ConocoPhillips set the tone on Wednesday, reporting a near trebling of
earnings for 2010, to $11.4bn, with ExxonMobil, Shell and others still to
come.
The integrated oil majors sail serenely on, as supertankers tend to. Yet BP’s
calamity in the Gulf of Mexico , a rising regulatory burden, stubbornly high
costs, and relatively poor shareholder returns suggest the sector could do
with a dose of innovative thinking.
Returns investors
Returns for investors in oil and gas companies have been consistent but hardly
stellar given near $100-a-barrel oil. Of the largest, only Shell has clawed
back to the sector’s May 2008 share price high.
ExxonMobil is 16 per cent off that peak, and BP is 24 per cent below.

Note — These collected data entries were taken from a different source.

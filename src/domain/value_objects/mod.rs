//! Value Objects for the storefront

use rust_decimal::Decimal;
use serde::{Deserialize, Serialize};
use std::fmt;

/// Unit price in the store currency. Never negative.
#[derive(Clone, Copy, Debug, Default, PartialEq, Eq, PartialOrd, Ord, Hash, Serialize, Deserialize)]
#[serde(from = "Decimal", into = "Decimal")]
pub struct Price(Decimal);

impl Price {
    pub const ZERO: Price = Price(Decimal::ZERO);

    /// Negative amounts clamp to zero.
    pub fn new(amount: Decimal) -> Self { Self(amount.max(Decimal::ZERO)) }

    /// `Price::from_cents(4999)` is `$49.99`.
    pub fn from_cents(cents: i64) -> Self { Self::new(Decimal::new(cents, 2)) }

    pub fn amount(&self) -> Decimal { self.0 }

    /// Saturates at `Decimal::MAX` instead of overflowing.
    pub fn multiply(&self, qty: u32) -> Price { Price(self.0.saturating_mul(Decimal::from(qty))) }

    pub fn saturating_add(&self, other: Price) -> Price { Price(self.0.saturating_add(other.0)) }
}

impl From<Decimal> for Price {
    fn from(amount: Decimal) -> Self { Self::new(amount) }
}

impl From<Price> for Decimal {
    fn from(price: Price) -> Self { price.0 }
}

impl fmt::Display for Price {
    fn fmt(&self, f: &mut fmt::Formatter<'_>) -> fmt::Result { write!(f, "${:.2}", self.0) }
}

impl std::iter::Sum for Price {
    fn sum<I: Iterator<Item = Price>>(iter: I) -> Self {
        iter.fold(Price::ZERO, |acc, p| acc.saturating_add(p))
    }
}

/// Customer rating on a 0.0 to 5.0 scale.
#[derive(Clone, Copy, Debug, Default, PartialEq, Serialize, Deserialize)]
#[serde(from = "f64", into = "f64")]
pub struct Rating(f64);

impl Rating {
    pub const MAX: f64 = 5.0;

    /// Out-of-range values clamp into `0.0..=5.0`; NaN becomes `0.0`.
    pub fn new(value: f64) -> Self {
        if value.is_nan() { return Self(0.0); }
        Self(value.clamp(0.0, Self::MAX))
    }

    pub fn value(&self) -> f64 { self.0 }
}

impl From<f64> for Rating {
    fn from(value: f64) -> Self { Self::new(value) }
}

impl From<Rating> for f64 {
    fn from(rating: Rating) -> Self { rating.0 }
}

/// Quantity of a cart line. Always at least one.
#[derive(Clone, Copy, Debug, PartialEq, Eq, PartialOrd, Ord, Serialize, Deserialize)]
#[serde(try_from = "u32", into = "u32")]
pub struct Quantity(u32);

impl Quantity {
    pub const ONE: Quantity = Quantity(1);

    pub fn new(value: u32) -> Option<Self> {
        if value == 0 { None } else { Some(Self(value)) }
    }

    /// Maps a possibly non-positive request onto a quantity; `None` means "remove".
    pub fn from_requested(value: i64) -> Option<Self> {
        if value <= 0 { return None; }
        Some(Self(u32::try_from(value).unwrap_or(u32::MAX)))
    }

    pub fn value(&self) -> u32 { self.0 }
    pub fn increment(&self) -> Self { Self(self.0.saturating_add(1)) }
}

impl TryFrom<u32> for Quantity {
    type Error = QuantityError;
    fn try_from(value: u32) -> Result<Self, Self::Error> { Self::new(value).ok_or(QuantityError::Zero) }
}

impl From<Quantity> for u32 {
    fn from(qty: Quantity) -> Self { qty.0 }
}

#[derive(Debug, Clone, PartialEq, Eq, thiserror::Error)]
pub enum QuantityError {
    #[error("quantity must be at least 1")]
    Zero,
}

#[cfg(test)]
mod tests {
    use super::*;

    #[test]
    fn test_price_clamps_negative() {
        assert_eq!(Price::new(Decimal::new(-5, 0)), Price::ZERO);
        assert_eq!(Price::from_cents(1999).to_string(), "$19.99");
    }

    #[test]
    fn test_price_multiply_and_sum() {
        let total: Price = [Price::from_cents(1000).multiply(2), Price::from_cents(500)].into_iter().sum();
        assert_eq!(total.amount(), Decimal::new(25, 0));
    }

    #[test]
    fn test_price_arithmetic_saturates() {
        let max = Price::new(Decimal::MAX);
        assert_eq!(max.multiply(3), max);
        assert_eq!(max.saturating_add(Price::from_cents(1)), max);
        assert_eq!([max, max].into_iter().sum::<Price>(), max);
    }

    #[test]
    fn test_rating_clamps() {
        assert_eq!(Rating::new(7.2).value(), 5.0);
        assert_eq!(Rating::new(-1.0).value(), 0.0);
        assert_eq!(Rating::new(f64::NAN).value(), 0.0);
        assert_eq!(Rating::new(4.5).value(), 4.5);
    }

    #[test]
    fn test_quantity() {
        assert!(Quantity::new(0).is_none());
        assert!(Quantity::from_requested(-5).is_none());
        assert_eq!(Quantity::from_requested(3).map(|q| q.value()), Some(3));
        assert_eq!(Quantity::from_requested(i64::MAX).map(|q| q.value()), Some(u32::MAX));
        assert_eq!(Quantity::ONE.increment().value(), 2);
    }

    #[test]
    fn test_price_deserializes_from_number() {
        let p: Price = serde_json::from_str("49.99").unwrap();
        assert_eq!(p, Price::from_cents(4999));
        let q: std::result::Result<Quantity, _> = serde_json::from_str("0");
        assert!(q.is_err());
    }
}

Integrated oil companies trade between 7 and 14 times current earnings; for
pure exploration and production groups and oil services companies the
multiples go up to 20 times.
The sector is actually ticking the right boxes in pursuit of returns for
shareholders. Cash generation is impressive, dividend yields are comfortably
covered and the pace of disposals picked up markedly in 2010. Oil and gas
companies sold about $40bn of assets, to independent E&P operators or
national oil companies. That will continue:
ConocoPhillips is selling some of its North American assets and Eni has
indicated it wants to sell its stake in Portugal’s Galp. As Credit Suisse
notes, such moves achieve current market values on often under-appreciated
assets.
Separating downstream
Yet it all smacks more of portfolio management than of restructuring. If Big
Oil wants to boost returns, it should pursue Marathon’s option of separating
upstream from downstream.
Deutsche Bank estimates that European oil companies, for example, trade at a
30 per cent discount to their sum of-the parts valuations. How about some
radical ideas this reporting season to accompany those rivers of cash?